Segment Start: DATA SHOWN

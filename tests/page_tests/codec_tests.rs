//! Tests for the page codec
//!
//! These tests verify:
//! - Exact on-disk layout (header, markers, rows)
//! - Round-trips at page boundaries (0, PAGE_SIZE, PAGE_SIZE + 1 records)
//! - Values that look like page markers
//! - Corruption detection
//! - Missing files decode as empty

use typestore::page::{decode_pages, encode_pages, PageReader, PageWriter, Record, PAGE_SIZE};
use typestore::StoreError;
use tempfile::TempDir;

// =============================================================================
// Helper Functions
// =============================================================================

fn fields() -> Vec<String> {
    vec!["name".to_string(), "house".to_string(), "age".to_string()]
}

fn make_records(count: usize) -> Vec<Record> {
    (0..count)
        .map(|i| vec![format!("name{}", i), "Stark".to_string(), format!("{}", 20 + i)])
        .collect()
}

fn round_trip(records: &[Record]) -> Vec<Record> {
    let bytes = encode_pages(&fields(), records, PAGE_SIZE).unwrap();
    decode_pages(&bytes)
        .unwrap()
        .into_iter()
        .flat_map(|page| page.records)
        .collect()
}

// =============================================================================
// Layout Tests
// =============================================================================

#[test]
fn test_encode_empty_writes_header_only() {
    let bytes = encode_pages(&fields(), &[], PAGE_SIZE).unwrap();
    assert_eq!(String::from_utf8(bytes).unwrap(), "name,house,age\n");
}

#[test]
fn test_encode_layout() {
    let records = vec![
        vec!["Jon".to_string(), "Stark".to_string(), "16".to_string()],
        vec!["Arya".to_string(), "Stark".to_string(), "11".to_string()],
        vec!["Tyrion".to_string(), "Lannister".to_string(), "32".to_string()],
    ];

    let bytes = encode_pages(&fields(), &records, 2).unwrap();
    let expected = "name,house,age\n\
                    PAGE_HEADER 1 2\n\
                    Jon,Stark,16\n\
                    Arya,Stark,11\n\
                    PAGE_HEADER 2 1\n\
                    Tyrion,Lannister,32\n";

    assert_eq!(String::from_utf8(bytes).unwrap(), expected);
}

#[test]
fn test_writer_summary() {
    let mut writer = PageWriter::new(Vec::new(), &fields(), PAGE_SIZE).unwrap();
    for record in make_records(25) {
        writer.add(record).unwrap();
    }
    let (_, summary) = writer.finish().unwrap();

    assert_eq!(summary.pages, 3);
    assert_eq!(summary.records, 25);
}

#[test]
fn test_zero_page_size_rejected() {
    let result = PageWriter::new(Vec::new(), &fields(), 0);
    assert!(matches!(result, Err(StoreError::Config(_))));
}

// =============================================================================
// Round-Trip Tests
// =============================================================================

#[test]
fn test_round_trip_empty() {
    assert!(round_trip(&[]).is_empty());
}

#[test]
fn test_round_trip_exactly_one_page() {
    let records = make_records(PAGE_SIZE);
    let bytes = encode_pages(&fields(), &records, PAGE_SIZE).unwrap();
    let pages = decode_pages(&bytes).unwrap();

    assert_eq!(pages.len(), 1);
    assert_eq!(pages[0].number, 1);
    assert_eq!(pages[0].records, records);
}

#[test]
fn test_round_trip_page_size_plus_one() {
    let records = make_records(PAGE_SIZE + 1);
    let bytes = encode_pages(&fields(), &records, PAGE_SIZE).unwrap();
    let pages = decode_pages(&bytes).unwrap();

    assert_eq!(pages.len(), 2);
    assert_eq!(pages[0].len(), PAGE_SIZE);
    assert_eq!(pages[1].len(), 1);
    assert_eq!(pages[1].number, 2);
    assert_eq!(round_trip(&records), records);
}

#[test]
fn test_round_trip_awkward_values() {
    let records = vec![
        vec!["PAGE_HEADER 1 1".to_string(), "a,b".to_string(), "".to_string()],
        vec!["PAGE_HEADER".to_string(), "\"q\"".to_string(), "x\ny".to_string()],
    ];
    assert_eq!(round_trip(&records), records);
}

#[test]
fn test_reader_exposes_header() {
    let bytes = encode_pages(&fields(), &make_records(1), PAGE_SIZE).unwrap();
    let reader = PageReader::new(bytes.as_slice()).unwrap();

    assert_eq!(reader.header().unwrap(), fields().as_slice());
}

#[test]
fn test_reader_is_lazy() {
    // Second page is damaged; the first page still decodes.
    let text = "name\nPAGE_HEADER 1 1\na\nPAGE_HEADER 2 5\nb\n";
    let mut reader = PageReader::new(text.as_bytes()).unwrap();

    let first = reader.next().unwrap().unwrap();
    assert_eq!(first.records, vec![vec!["a".to_string()]]);
    assert!(matches!(reader.next(), Some(Err(StoreError::Corruption(_)))));
    assert!(reader.next().is_none());
}

// =============================================================================
// Corruption Tests
// =============================================================================

#[test]
fn test_record_outside_page() {
    let result = decode_pages(b"name\nJon\n");
    assert!(matches!(result, Err(StoreError::Corruption(_))));
}

#[test]
fn test_short_page() {
    let result = decode_pages(b"name\nPAGE_HEADER 1 3\nJon\nArya\n");
    assert!(matches!(result, Err(StoreError::Corruption(_))));
}

#[test]
fn test_marker_inside_page() {
    let result = decode_pages(b"name\nPAGE_HEADER 1 2\nJon\nPAGE_HEADER 2 1\nArya\n");
    assert!(matches!(result, Err(StoreError::Corruption(_))));
}

#[test]
fn test_page_number_out_of_sequence() {
    let result = decode_pages(b"name\nPAGE_HEADER 2 1\nJon\n");
    assert!(matches!(result, Err(StoreError::Corruption(_))));
}

#[test]
fn test_huge_declared_count() {
    let result = decode_pages(b"a\nPAGE_HEADER 1 18446744073709551615\nx\n");
    assert!(matches!(result, Err(StoreError::Corruption(_))));
}

#[test]
fn test_malformed_marker() {
    let result = decode_pages(b"name\nPAGE_HEADER one 1\nJon\n");
    assert!(matches!(result, Err(StoreError::Corruption(_))));
}

// =============================================================================
// File Tests
// =============================================================================

#[test]
fn test_missing_file_is_empty() {
    let temp = TempDir::new().unwrap();
    let reader = PageReader::open(&temp.path().join("absent.csv")).unwrap();

    assert!(reader.header().is_none());
    assert_eq!(reader.count(), 0);
}

#[test]
fn test_open_existing_file() {
    let temp = TempDir::new().unwrap();
    let path = temp.path().join("char.csv");
    let records = make_records(3);
    std::fs::write(&path, encode_pages(&fields(), &records, PAGE_SIZE).unwrap()).unwrap();

    let pages: Vec<_> = PageReader::open(&path)
        .unwrap()
        .collect::<Result<_, _>>()
        .unwrap();

    assert_eq!(pages.len(), 1);
    assert_eq!(pages[0].records, records);
}
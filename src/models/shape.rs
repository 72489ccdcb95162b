use serde_json::{Map, Value};
use tracing::warn;

/// The structural variant of the items in a data set.
#[derive(Debug, Clone, Copy, PartialEq, Eq, Hash)]
pub enum Shape {
    RegularVerb,
    PhrasalVerb,
    Connector,
    FrequencyWord,
}

impl Shape {
    /// Recognize a shape from the keys of one raw item.
    ///
    /// Checks run in a fixed priority order. Returns `None` when no known
    /// key set is present.
    pub fn classify(object: &Map<String, Value>) -> Option<Shape> {
        let has = |key: &str| object.contains_key(key);

        if has("verb") && !has("base") {
            Some(Shape::PhrasalVerb)
        } else if has("connector") && has("meaning_es") {
            Some(Shape::Connector)
        } else if has("word") && has("translation") {
            Some(Shape::FrequencyWord)
        } else if has("base") {
            Some(Shape::RegularVerb)
        } else {
            None
        }
    }

    /// Like [`Shape::classify`], falling back to `RegularVerb` for
    /// unrecognized items.
    pub fn detect(object: &Map<String, Value>) -> Shape {
        Self::classify(object).unwrap_or_else(|| {
            let keys: Vec<&str> = object.keys().map(String::as_str).collect();
            warn!(?keys, "unrecognized item keys, treating data as regular verbs");
            Shape::RegularVerb
        })
    }

    pub fn label(self) -> &'static str {
        match self {
            Shape::RegularVerb => "Verbs",
            Shape::PhrasalVerb => "Phrasal verbs",
            Shape::Connector => "Connectors",
            Shape::FrequencyWord => "Frequency words",
        }
    }
}
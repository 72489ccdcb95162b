use std::path::{Path, PathBuf};

use tracing::{debug, info};

use super::github::{self, Catalog, RemoteFile};
use super::{LoadError, load_from_path, load_from_url};
use crate::models::ItemSet;

const USER_AGENT: &str = concat!("verb-drill/", env!("CARGO_PKG_VERSION"));

/// Where the item set comes from.
#[derive(Debug, Clone, PartialEq, Eq)]
pub enum Source {
    File(PathBuf),
    Url(String),
    GitHub {
        catalog: Catalog,
        category: String,
        pick: Option<String>,
    },
}

/// A loaded item set and a label describing where it came from.
#[derive(Debug, Clone)]
pub struct Loaded {
    pub items: ItemSet,
    pub label: String,
}

/// Another item set the user can switch to without leaving the drill.
#[derive(Debug, Clone, PartialEq, Eq)]
pub struct Choice {
    pub label: String,
    pub source: Source,
}

impl Choice {
    pub async fn load(&self) -> Result<Loaded, LoadError> {
        let loaded = self.source.load().await?;
        Ok(Loaded {
            label: self.label.clone(),
            ..loaded
        })
    }
}

fn http_client() -> Result<reqwest::Client, LoadError> {
    Ok(reqwest::Client::builder().user_agent(USER_AGENT).build()?)
}

impl Source {
    /// Fetch and parse the items. Failures are not retried.
    pub async fn load(&self) -> Result<Loaded, LoadError> {
        match self {
            Source::File(path) => Ok(Loaded {
                items: load_from_path(path).await?,
                label: path.display().to_string(),
            }),
            Source::Url(url) => Ok(Loaded {
                items: load_from_url(&http_client()?, url).await?,
                label: url.clone(),
            }),
            Source::GitHub {
                catalog,
                category,
                pick,
            } => {
                let client = http_client()?;
                let files = catalog.list(&client, category).await?;
                let file = github::pick(&files, pick.as_deref())?;
                info!(file = %file.name, category = %category, "loading catalog file");

                Ok(Loaded {
                    items: load_from_url(&client, &file.download_url).await?,
                    label: catalog_label(category, file),
                })
            }
        }
    }

    /// Item sets next to this one: the files of the same catalog category,
    /// or the JSON files in the directory of a local file. A plain URL has
    /// none.
    pub async fn choices(&self) -> Result<Vec<Choice>, LoadError> {
        match self {
            Source::GitHub {
                catalog, category, ..
            } => {
                let files = catalog.list(&http_client()?, category).await?;
                Ok(files
                    .into_iter()
                    .map(|file| Choice {
                        label: catalog_label(category, &file),
                        source: Source::Url(file.download_url),
                    })
                    .collect())
            }
            Source::File(path) => sibling_files(path).await,
            Source::Url(_) => Ok(Vec::new()),
        }
    }
}

fn catalog_label(category: &str, file: &RemoteFile) -> String {
    format!("{} · {}", category.replace('_', " "), file.display_name())
}

async fn sibling_files(path: &Path) -> Result<Vec<Choice>, LoadError> {
    let dir = match path.parent() {
        Some(dir) if !dir.as_os_str().is_empty() => dir.to_path_buf(),
        _ => PathBuf::from("."),
    };
    let io_error = |source: std::io::Error| LoadError::Io {
        path: dir.clone(),
        source,
    };

    let mut entries = tokio::fs::read_dir(&dir).await.map_err(io_error)?;
    let mut paths = Vec::new();
    while let Some(entry) = entries.next_entry().await.map_err(io_error)? {
        let path = entry.path();
        let is_file = entry.file_type().await.map_err(io_error)?.is_file();
        if is_file && path.extension().is_some_and(|ext| ext == "json") {
            paths.push(path);
        }
    }
    paths.sort();
    debug!(dir = %dir.display(), count = paths.len(), "listed local files");

    Ok(paths
        .into_iter()
        .map(|path| Choice {
            label: path
                .file_name()
                .map(|name| name.to_string_lossy().into_owned())
                .unwrap_or_default(),
            source: Source::File(path),
        })
        .collect())
}

#[cfg(test)]
mod tests {
    use std::io::Write;

    use super::*;
    use crate::models::Shape;

    #[tokio::test]
    async fn test_file_source_uses_path_as_label() {
        let mut file = tempfile::NamedTempFile::new().unwrap();
        write!(file, r#"{{"items": [{{"verb": "give up", "spanish": "rendirse"}}]}}"#).unwrap();

        let source = Source::File(file.path().to_path_buf());
        let loaded = source.load().await.unwrap();

        assert_eq!(loaded.items.shape(), Shape::PhrasalVerb);
        assert_eq!(loaded.label, file.path().display().to_string());
    }

    #[tokio::test]
    async fn test_file_choices_are_sibling_json_files() {
        let dir = tempfile::tempdir().unwrap();
        for name in ["verbs_2.json", "verbs_1.json", "notes.txt"] {
            std::fs::write(dir.path().join(name), r#"[{"base": "go"}]"#).unwrap();
        }
        std::fs::create_dir(dir.path().join("old.json")).unwrap();

        let source = Source::File(dir.path().join("verbs_1.json"));
        let choices = source.choices().await.unwrap();

        let labels: Vec<_> = choices.iter().map(|choice| choice.label.as_str()).collect();
        assert_eq!(labels, vec!["verbs_1.json", "verbs_2.json"]);
        assert_eq!(choices[1].source, Source::File(dir.path().join("verbs_2.json")));
    }

    #[tokio::test]
    async fn test_choice_load_uses_choice_label() {
        let dir = tempfile::tempdir().unwrap();
        let path = dir.path().join("words.json");
        std::fs::write(&path, r#"[{"word": "house", "translation": "casa"}]"#).unwrap();

        let choice = Choice {
            label: "words.json".to_string(),
            source: Source::File(path),
        };
        let loaded = choice.load().await.unwrap();

        assert_eq!(loaded.label, "words.json");
        assert_eq!(loaded.items.shape(), Shape::FrequencyWord);
    }

    #[tokio::test]
    async fn test_url_source_has_no_choices() {
        let source = Source::Url("https://example.test/verbs.json".to_string());
        assert!(source.choices().await.unwrap().is_empty());
    }
}
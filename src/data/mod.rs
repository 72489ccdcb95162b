//! Loading item sets from JSON files, URLs and a GitHub catalog.

mod github;
mod loader;
mod source;

pub use github::{Catalog, DEFAULT_CATEGORY, DEFAULT_FOLDER, DEFAULT_OWNER, DEFAULT_REPO, RemoteFile};
pub use loader::{LoadError, item_set_from_value, load_from_path, load_from_url, parse_item_set};
pub use source::{Choice, Loaded, Source};
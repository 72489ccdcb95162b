//! Raw-mode terminal setup for the drill screens.

use std::io::{self, Stdout};
use std::panic;

use crossterm::{
    ExecutableCommand,
    terminal::{EnterAlternateScreen, LeaveAlternateScreen, disable_raw_mode, enable_raw_mode},
};
use ratatui::{Terminal, backend::CrosstermBackend};
use tracing::{debug, error};

pub type DrillTerminal = Terminal<CrosstermBackend<Stdout>>;

/// Enter raw mode and the alternate screen. The panic hook puts the
/// terminal back before the panic message is printed.
pub fn init() -> io::Result<DrillTerminal> {
    install_panic_hook();
    enable_raw_mode()?;
    io::stdout().execute(EnterAlternateScreen)?;
    debug!("terminal initialized");
    Terminal::new(CrosstermBackend::new(io::stdout()))
}

pub fn restore() -> io::Result<()> {
    disable_raw_mode()?;
    io::stdout().execute(LeaveAlternateScreen)?;
    debug!("terminal restored");
    Ok(())
}

fn install_panic_hook() {
    let previous = panic::take_hook();
    panic::set_hook(Box::new(move |info| {
        let _ = disable_raw_mode();
        let _ = io::stdout().execute(LeaveAlternateScreen);
        error!(%info, "panic in drill");
        previous(info);
    }));
}
//! Per-session scores and answer history.

use std::collections::BTreeMap;

use rand::Rng;
use tracing::debug;

use super::navigation::Position;
use crate::models::{Direction, Field, ItemSet};

/// Submitted text per answer field.
pub type Answers = BTreeMap<Field, String>;

/// Grading status of one item.
#[derive(Debug, Clone, Copy, PartialEq, Eq, Default)]
pub enum Status {
    #[default]
    Unanswered,
    Correct,
    Incorrect,
}

/// The first graded submission for an item.
#[derive(Debug, Clone, PartialEq, Eq)]
pub struct AnswerRecord {
    pub direction: Direction,
    pub values: Answers,
}

/// Outcome of [`SessionState::record_answer`].
#[derive(Debug, Clone, Copy, PartialEq, Eq)]
pub enum Recorded {
    Stored,
    /// The item already had a record; nothing changed.
    AlreadyAnswered,
    OutOfRange,
}

/// State of one pass over an item set.
///
/// `statuses`, `history` and `directions` always have one entry per item.
#[derive(Debug, Clone)]
pub struct SessionState {
    items: ItemSet,
    pub(super) position: Position,
    score: usize,
    statuses: Vec<Status>,
    history: Vec<Option<AnswerRecord>>,
    directions: Vec<Option<Direction>>,
}

impl SessionState {
    pub fn start(items: ItemSet) -> Self {
        let len = items.len();
        debug!(len, shape = ?items.shape(), "starting session");

        Self {
            items,
            position: Position::InSession(0),
            score: 0,
            statuses: vec![Status::Unanswered; len],
            history: vec![None; len],
            directions: vec![None; len],
        }
    }

    /// Wipe progress and go back to the first item.
    pub fn reset(&mut self) {
        let len = self.items.len();
        self.position = Position::InSession(0);
        self.score = 0;
        self.statuses = vec![Status::Unanswered; len];
        self.history = vec![None; len];
        self.directions = vec![None; len];
    }

    pub fn items(&self) -> &ItemSet {
        &self.items
    }

    pub fn len(&self) -> usize {
        self.items.len()
    }

    pub fn is_empty(&self) -> bool {
        self.items.is_empty()
    }

    pub fn score(&self) -> usize {
        self.score
    }

    pub fn statuses(&self) -> &[Status] {
        &self.statuses
    }

    pub fn status(&self, index: usize) -> Status {
        self.statuses.get(index).copied().unwrap_or_default()
    }

    pub fn record(&self, index: usize) -> Option<&AnswerRecord> {
        self.history.get(index).and_then(Option::as_ref)
    }

    /// Store the first answer for an item. Later calls for the same index
    /// change nothing, so an item is scored at most once.
    pub fn record_answer(
        &mut self,
        index: usize,
        direction: Direction,
        values: Answers,
        is_correct: bool,
    ) -> Recorded {
        let Some(slot) = self.history.get_mut(index) else {
            return Recorded::OutOfRange;
        };
        if slot.is_some() {
            return Recorded::AlreadyAnswered;
        }

        *slot = Some(AnswerRecord { direction, values });
        self.directions[index] = Some(direction);
        self.statuses[index] = if is_correct {
            self.score += 1;
            Status::Correct
        } else {
            Status::Incorrect
        };

        debug!(index, is_correct, score = self.score, "recorded answer");
        Recorded::Stored
    }

    /// Score as a rounded percentage of the item count.
    pub fn percentage_score(&self) -> u32 {
        let len = self.items.len();
        if len == 0 {
            return 0;
        }
        (self.score as f64 / len as f64 * 100.0).round() as u32
    }

    /// The direction for an item, rolled once and then fixed.
    pub fn direction_for<R: Rng + ?Sized>(&mut self, index: usize, rng: &mut R) -> Option<Direction> {
        if let Some(record) = self.record(index) {
            return Some(record.direction);
        }
        let slot = self.directions.get_mut(index)?;
        Some(*slot.get_or_insert_with(|| Direction::random(rng)))
    }
}

#[cfg(test)]
mod tests {
    use rand::SeedableRng;
    use rand::rngs::StdRng;
    use serde_json::json;

    use super::*;
    use crate::data::item_set_from_value;

    fn verbs(count: usize) -> ItemSet {
        let list: Vec<_> = (0..count)
            .map(|i| json!({"base": format!("verb{i}"), "spanish": format!("verbo{i}")}))
            .collect();
        item_set_from_value(json!(list)).unwrap()
    }

    #[test]
    fn test_start_allocates_parallel_vectors() {
        for count in [1, 2, 17] {
            let state = SessionState::start(verbs(count));

            assert_eq!(state.statuses().len(), count);
            assert!(state.statuses().iter().all(|s| *s == Status::Unanswered));
            assert!((0..count).all(|i| state.record(i).is_none()));
            assert_eq!(state.score(), 0);
            assert_eq!(state.position, Position::InSession(0));
        }
    }

    #[test]
    fn test_record_answer_counts_at_most_once() {
        let mut state = SessionState::start(verbs(3));

        let first = state.record_answer(1, Direction::PromptIsTranslation, Answers::new(), true);
        let second = state.record_answer(1, Direction::PromptIsTranslation, Answers::new(), true);

        assert_eq!(first, Recorded::Stored);
        assert_eq!(second, Recorded::AlreadyAnswered);
        assert_eq!(state.score(), 1);
        assert_eq!(state.status(1), Status::Correct);
    }

    #[test]
    fn test_record_answer_keeps_first_result() {
        let mut state = SessionState::start(verbs(2));

        state.record_answer(0, Direction::PromptIsTargetForm, Answers::new(), false);
        state.record_answer(0, Direction::PromptIsTranslation, Answers::new(), true);

        assert_eq!(state.score(), 0);
        assert_eq!(state.status(0), Status::Incorrect);
        assert_eq!(
            state.record(0).map(|r| r.direction),
            Some(Direction::PromptIsTargetForm)
        );
    }

    #[test]
    fn test_record_answer_out_of_range() {
        let mut state = SessionState::start(verbs(1));
        let recorded = state.record_answer(5, Direction::PromptIsTranslation, Answers::new(), true);

        assert_eq!(recorded, Recorded::OutOfRange);
        assert_eq!(state.score(), 0);
    }

    #[test]
    fn test_score_is_monotonic_and_bounded() {
        let mut state = SessionState::start(verbs(4));
        let mut last = 0;

        for (index, correct) in [(0, true), (1, false), (0, true), (2, true), (3, true), (2, false)] {
            state.record_answer(index, Direction::PromptIsTranslation, Answers::new(), correct);
            assert!(state.score() >= last);
            assert!(state.score() <= state.len());
            last = state.score();
        }

        let correct = state.statuses().iter().filter(|s| **s == Status::Correct).count();
        assert_eq!(state.score(), correct);
        assert_eq!(state.score(), 3);
    }

    #[test]
    fn test_percentage_score_rounds() {
        let mut state = SessionState::start(verbs(3));
        assert_eq!(state.percentage_score(), 0);

        state.record_answer(0, Direction::PromptIsTranslation, Answers::new(), true);
        assert_eq!(state.percentage_score(), 33);

        state.record_answer(1, Direction::PromptIsTranslation, Answers::new(), true);
        assert_eq!(state.percentage_score(), 67);

        state.record_answer(2, Direction::PromptIsTranslation, Answers::new(), true);
        assert_eq!(state.percentage_score(), 100);
    }

    #[test]
    fn test_direction_is_memoized() {
        let mut state = SessionState::start(verbs(2));
        let mut rng = StdRng::seed_from_u64(3);

        let first = state.direction_for(0, &mut rng).unwrap();
        for _ in 0..20 {
            assert_eq!(state.direction_for(0, &mut rng), Some(first));
        }
        assert_eq!(state.direction_for(9, &mut rng), None);
    }

    #[test]
    fn test_recorded_direction_wins() {
        let mut state = SessionState::start(verbs(1));
        let mut rng = StdRng::seed_from_u64(11);

        let rolled = state.direction_for(0, &mut rng).unwrap();
        let other = match rolled {
            Direction::PromptIsTranslation => Direction::PromptIsTargetForm,
            Direction::PromptIsTargetForm => Direction::PromptIsTranslation,
        };
        state.record_answer(0, other, Answers::new(), false);

        assert_eq!(state.direction_for(0, &mut rng), Some(other));
    }

    #[test]
    fn test_reset_wipes_progress() {
        let mut state = SessionState::start(verbs(2));
        let mut rng = StdRng::seed_from_u64(1);
        state.direction_for(1, &mut rng);
        state.record_answer(0, Direction::PromptIsTranslation, Answers::new(), true);
        state.position = Position::Finished;

        state.reset();

        assert_eq!(state.score(), 0);
        assert!(state.record(0).is_none());
        assert_eq!(state.position, Position::InSession(0));
        assert_eq!(state.len(), 2);
    }
}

Segment End: DATA SHOWN

WHAT THE TASK REQUIRES: How many lines in the records above contain the word "PromptIsTargetForm"? State that number and nothing more.

TASK SOLUTION: 4